'''

//! Release types
//!
//! A release is one revision of a package installed into a namespace.

use chrono::{DateTime, Utc};
use serde::{Deserialize, Serialize};

use crate::chart::ChartMetadata;
use crate::values::Values;

/// A stored release revision
#[derive(Debug, Clone, PartialEq, Serialize, Deserialize)]
#[serde(rename_all = "camelCase")]
pub struct Release {
    /// Release name
    pub name: String,

    /// Namespace the workloads are installed into
    pub namespace: String,

    /// Revision number (1-indexed, increments with each upgrade)
    pub revision: u32,

    /// Current status
    pub status: ReleaseStatus,

    /// Chart metadata at deploy time
    pub chart: ChartMetadata,

    /// Configuration applied on top of the chart defaults
    pub config: Values,

    /// Rendered manifest
    pub manifest: String,

    /// Creation timestamp
    pub created_at: DateTime<Utc>,

    /// Last update timestamp
    pub updated_at: DateTime<Utc>,
}

impl Release {
    /// First revision of a release, pending installation
    pub fn for_install(
        name: impl Into<String>,
        namespace: impl Into<String>,
        chart: ChartMetadata,
        config: Values,
        manifest: String,
    ) -> Self {
        let now = Utc::now();
        Self {
            name: name.into(),
            namespace: namespace.into(),
            revision: 1,
            status: ReleaseStatus::PendingInstall,
            chart,
            config,
            manifest,
            created_at: now,
            updated_at: now,
        }
    }

    /// Next revision after `previous`, pending upgrade
    pub fn for_upgrade(
        previous: &Release,
        chart: ChartMetadata,
        config: Values,
        manifest: String,
    ) -> Self {
        let now = Utc::now();
        Self {
            name: previous.name.clone(),
            namespace: previous.namespace.clone(),
            revision: previous.revision + 1,
            status: ReleaseStatus::PendingUpgrade,
            chart,
            config,
            manifest,
            created_at: now,
            updated_at: now,
        }
    }

    /// Storage key for this revision
    pub fn storage_key(&self) -> String {
        storage_key(&self.name, self.revision)
    }

    /// Template-facing view of this release
    pub fn info(&self) -> ReleaseInfo {
        ReleaseInfo {
            name: self.name.clone(),
            namespace: self.namespace.clone(),
            revision: self.revision,
            is_install: self.revision == 1,
            is_upgrade: self.revision > 1,
        }
    }

    pub fn mark_deployed(&mut self) {
        self.set_status(ReleaseStatus::Deployed);
    }

    pub fn mark_failed(&mut self, reason: impl Into<String>) {
        self.set_status(ReleaseStatus::Failed {
            reason: reason.into(),
        });
    }

    pub fn mark_superseded(&mut self) {
        self.set_status(ReleaseStatus::Superseded);
    }

    pub fn mark_uninstalling(&mut self) {
        self.set_status(ReleaseStatus::Uninstalling);
    }

    fn set_status(&mut self, status: ReleaseStatus) {
        self.status = status;
        self.updated_at = Utc::now();
    }
}

/// Storage key for a release revision
pub fn storage_key(name: &str, revision: u32) -> String {
    format!("pkgdriver.release.v1.{}.v{}", name, revision)
}

/// Release status
#[derive(Debug, Clone, Default, Serialize, Deserialize, PartialEq, Eq)]
#[serde(tag = "status", rename_all = "kebab-case")]
#[non_exhaustive]
pub enum ReleaseStatus {
    #[default]
    Unknown,
    Deployed,
    Superseded,
    Failed {
        reason: String,
    },
    Uninstalling,
    PendingInstall,
    PendingUpgrade,
}

impl ReleaseStatus {
    /// Check if this is a pending (transitional) state
    pub fn is_pending(&self) -> bool {
        matches!(
            self,
            Self::PendingInstall | Self::PendingUpgrade | Self::Uninstalling
        )
    }

    /// Human-readable status name
    pub fn status_name(&self) -> &'static str {
        match self {
            Self::Unknown => "unknown",
            Self::Deployed => "deployed",
            Self::Superseded => "superseded",
            Self::Failed { .. } => "failed",
            Self::Uninstalling => "uninstalling",
            Self::PendingInstall => "pending-install",
            Self::PendingUpgrade => "pending-upgrade",
        }
    }
}

impl std::fmt::Display for ReleaseStatus {
    fn fmt(&self, f: &mut std::fmt::Formatter<'_>) -> std::fmt::Result {
        match self {
            Self::Failed { reason } => write!(f, "failed: {}", reason),
            other => write!(f, "{}", other.status_name()),
        }
    }
}

/// Release information exposed to templates
#[derive(Debug, Clone, Serialize, Deserialize)]
#[serde(rename_all = "camelCase")]
pub struct ReleaseInfo {
    /// Release name
    pub name: String,

    /// Target namespace
    pub namespace: String,

    /// Revision number
    pub revision: u32,

    /// Is this an install operation?
    pub is_install: bool,

    /// Is this an upgrade operation?
    pub is_upgrade: bool,
}
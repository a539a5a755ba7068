//! Chart archive reading and writing
//!
//! Charts travel as `.tgz` archives, usually with every file nested under a
//! single top-level directory named after the chart.

use flate2::Compression;
use flate2::read::GzDecoder;
use flate2::write::GzEncoder;
use std::collections::BTreeMap;
use std::io::{Read, Write};
use std::path::{Component, Path};
use tar::{Archive, Builder, Header};

use crate::error::{CoreError, Result};

/// Read every regular file of a gzipped tar archive into memory
///
/// Returns a map of archive-relative paths (with `/` separators) to contents.
/// Entries escaping the archive root are rejected.
pub fn read_archive(data: &[u8]) -> Result<BTreeMap<String, Vec<u8>>> {
    let decoder = GzDecoder::new(data);
    let mut archive = Archive::new(decoder);
    let mut files = BTreeMap::new();

    for entry in archive.entries()? {
        let mut entry = entry?;
        if !entry.header().entry_type().is_file() {
            continue;
        }

        let path = normalize_path(&entry.path()?)?;
        let mut content = Vec::new();
        entry.read_to_end(&mut content)?;
        files.insert(path, content);
    }

    Ok(files)
}

/// Write files into a gzipped tar archive
///
/// Entries get a fixed mode and mtime so the same input yields the same bytes.
pub fn write_archive(files: &BTreeMap<String, Vec<u8>>) -> Result<Vec<u8>> {
    let encoder = GzEncoder::new(Vec::new(), Compression::default());
    let mut builder = Builder::new(encoder);

    for (path, content) in files {
        add_bytes_to_archive(&mut builder, path, content)?;
    }

    let encoder = builder.into_inner()?;
    Ok(encoder.finish()?)
}

/// Add bytes to a tar archive with a given path
fn add_bytes_to_archive<W: Write>(
    builder: &mut Builder<W>,
    archive_path: &str,
    content: &[u8],
) -> Result<()> {
    let mut header = Header::new_gnu();
    header.set_size(content.len() as u64);
    header.set_mode(0o644);
    header.set_mtime(0);
    header.set_cksum();

    builder.append_data(&mut header, archive_path, content)?;

    Ok(())
}

fn normalize_path(path: &Path) -> Result<String> {
    let mut parts = Vec::new();
    for component in path.components() {
        match component {
            Component::Normal(part) => parts.push(part.to_string_lossy().to_string()),
            Component::CurDir => {}
            _ => {
                return Err(CoreError::InvalidChart {
                    message: format!("archive entry escapes chart root: {}", path.display()),
                });
            }
        }
    }
    Ok(parts.join("/"))
}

'''

**TASK DETAILS**:
Would you give the entries back word for word?

**REPLY TO THE EXERCISE**:
//! Release types
//!
//! A release is one revision of a package installed into a namespace.

use chrono::{DateTime, Utc};
use serde::{Deserialize, Serialize};

use crate::chart::ChartMetadata;
use crate::values::Values;

/// A stored release revision
#[derive(Debug, Clone, PartialEq, Serialize, Deserialize)]
#[serde(rename_all = "camelCase")]
pub struct Release {
    /// Release name
    pub name: String,

    /// Namespace the workloads are installed into
    pub namespace: String,

    /// Revision number (1-indexed, increments with each upgrade)
    pub revision: u32,

    /// Current status
    pub status: ReleaseStatus,

    /// Chart metadata at deploy time
    pub chart: ChartMetadata,

    /// Configuration applied on top of the chart defaults
    pub config: Values,

    /// Rendered manifest
    pub manifest: String,

    /// Creation timestamp
    pub created_at: DateTime<Utc>,

    /// Last update timestamp
    pub updated_at: DateTime<Utc>,
}

impl Release {
    /// First revision of a release, pending installation
    pub fn for_install(
        name: impl Into<String>,
        namespace: impl Into<String>,
        chart: ChartMetadata,
        config: Values,
        manifest: String,
    ) -> Self {
        let now = Utc::now();
        Self {
            name: name.into(),
            namespace: namespace.into(),
            revision: 1,
            status: ReleaseStatus::PendingInstall,
            chart,
            config,
            manifest,
            created_at: now,
            updated_at: now,
        }
    }

    /// Next revision after `previous`, pending upgrade
    pub fn for_upgrade(
        previous: &Release,
        chart: ChartMetadata,
        config: Values,
        manifest: String,
    ) -> Self {
        let now = Utc::now();
        Self {
            name: previous.name.clone(),
            namespace: previous.namespace.clone(),
            revision: previous.revision + 1,
            status: ReleaseStatus::PendingUpgrade,
            chart,
            config,
            manifest,
            created_at: now,
            updated_at: now,
        }
    }

    /// Storage key for this revision
    pub fn storage_key(&self) -> String {
        storage_key(&self.name, self.revision)
    }

    /// Template-facing view of this release
    pub fn info(&self) -> ReleaseInfo {
        ReleaseInfo {
            name: self.name.clone(),
            namespace: self.namespace.clone(),
            revision: self.revision,
            is_install: self.revision == 1,
            is_upgrade: self.revision > 1,
        }
    }

    pub fn mark_deployed(&mut self) {
        self.set_status(ReleaseStatus::Deployed);
    }

    pub fn mark_failed(&mut self, reason: impl Into<String>) {
        self.set_status(ReleaseStatus::Failed {
            reason: reason.into(),
        });
    }

    pub fn mark_superseded(&mut self) {
        self.set_status(ReleaseStatus::Superseded);
    }

    pub fn mark_uninstalling(&mut self) {
        self.set_status(ReleaseStatus::Uninstalling);
    }

    fn set_status(&mut self, status: ReleaseStatus) {
        self.status = status;
        self.updated_at = Utc::now();
    }
}

/// Storage key for a release revision
pub fn storage_key(name: &str, revision: u32) -> String {
    format!("pkgdriver.release.v1.{}.v{}", name, revision)
}

/// Release status
#[derive(Debug, Clone, Default, Serialize, Deserialize, PartialEq, Eq)]
#[serde(tag = "status", rename_all = "kebab-case")]
#[non_exhaustive]
pub enum ReleaseStatus {
    #[default]
    Unknown,
    Deployed,
    Superseded,
    Failed {
        reason: String,
    },
    Uninstalling,
    PendingInstall,
    PendingUpgrade,
}

impl ReleaseStatus {
    /// Check if this is a pending (transitional) state
    pub fn is_pending(&self) -> bool {
        matches!(
            self,
            Self::PendingInstall | Self::PendingUpgrade | Self::Uninstalling
        )
    }

    /// Human-readable status name
    pub fn status_name(&self) -> &'static str {
        match self {
            Self::Unknown => "unknown",
            Self::Deployed => "deployed",
            Self::Superseded => "superseded",
            Self::Failed { .. } => "failed",
            Self::Uninstalling => "uninstalling",
            Self::PendingInstall => "pending-install",
            Self::PendingUpgrade => "pending-upgrade",
        }
    }
}

impl std::fmt::Display for ReleaseStatus {
    fn fmt(&self, f: &mut std::fmt::Formatter<'_>) -> std::fmt::Result {
        match self {
            Self::Failed { reason } => write!(f, "failed: {}", reason),
            other => write!(f, "{}", other.status_name()),
        }
    }
}

/// Release information exposed to templates
#[derive(Debug, Clone, Serialize, Deserialize)]
#[serde(rename_all = "camelCase")]
pub struct ReleaseInfo {
    /// Release name
    pub name: String,

    /// Target namespace
    pub namespace: String,

    /// Revision number
    pub revision: u32,

    /// Is this an install operation?
    pub is_install: bool,

    /// Is this an upgrade operation?
    pub is_upgrade: bool,
}
repository a539a5a755ba7068
//! Chart archive reading and writing
//!
//! Charts travel as `.tgz` archives, usually with every file nested under a
//! single top-level directory named after the chart.

use flate2::Compression;
use flate2::read::GzDecoder;
use flate2::write::GzEncoder;
use std::collections::BTreeMap;
use std::io::{Read, Write};
use std::path::{Component, Path};
use tar::{Archive, Builder, Header};

use crate::error::{CoreError, Result};

/// Read every regular file of a gzipped tar archive into memory
///
/// Returns a map of archive-relative paths (with `/` separators) to contents.
/// Entries escaping the archive root are rejected.
pub fn read_archive(data: &[u8]) -> Result<BTreeMap<String, Vec<u8>>> {
    let decoder = GzDecoder::new(data);
    let mut archive = Archive::new(decoder);
    let mut files = BTreeMap::new();

    for entry in archive.entries()? {
        let mut entry = entry?;
        if !entry.header().entry_type().is_file() {
            continue;
        }

        let path = normalize_path(&entry.path()?)?;
        let mut content = Vec::new();
        entry.read_to_end(&mut content)?;
        files.insert(path, content);
    }

    Ok(files)
}

/// Write files into a gzipped tar archive
///
/// Entries get a fixed mode and mtime so the same input yields the same bytes.
pub fn write_archive(files: &BTreeMap<String, Vec<u8>>) -> Result<Vec<u8>> {
    let encoder = GzEncoder::new(Vec::new(), Compression::default());
    let mut builder = Builder::new(encoder);

    for (path, content) in files {
        add_bytes_to_archive(&mut builder, path, content)?;
    }

    let encoder = builder.into_inner()?;
    Ok(encoder.finish()?)
}

/// Add bytes to a tar archive with a given path
fn add_bytes_to_archive<W: Write>(
    builder: &mut Builder<W>,
    archive_path: &str,
    content: &[u8],
) -> Result<()> {
    let mut header = Header::new_gnu();
    header.set_size(content.len() as u64);
    header.set_mode(0o644);
    header.set_mtime(0);
    header.set_cksum();

    builder.append_data(&mut header, archive_path, content)?;

    Ok(())
}

fn normalize_path(path: &Path) -> Result<String> {
    let mut parts = Vec::new();
    for component in path.components() {
        match component {
            Component::Normal(part) => parts.push(part.to_string_lossy().to_string()),
            Component::CurDir => {}
            _ => {
                return Err(CoreError::InvalidChart {
                    message: format!("archive entry escapes chart root: {}", path.display()),
                });
            }
        }
    }
    Ok(parts.join("/"))
}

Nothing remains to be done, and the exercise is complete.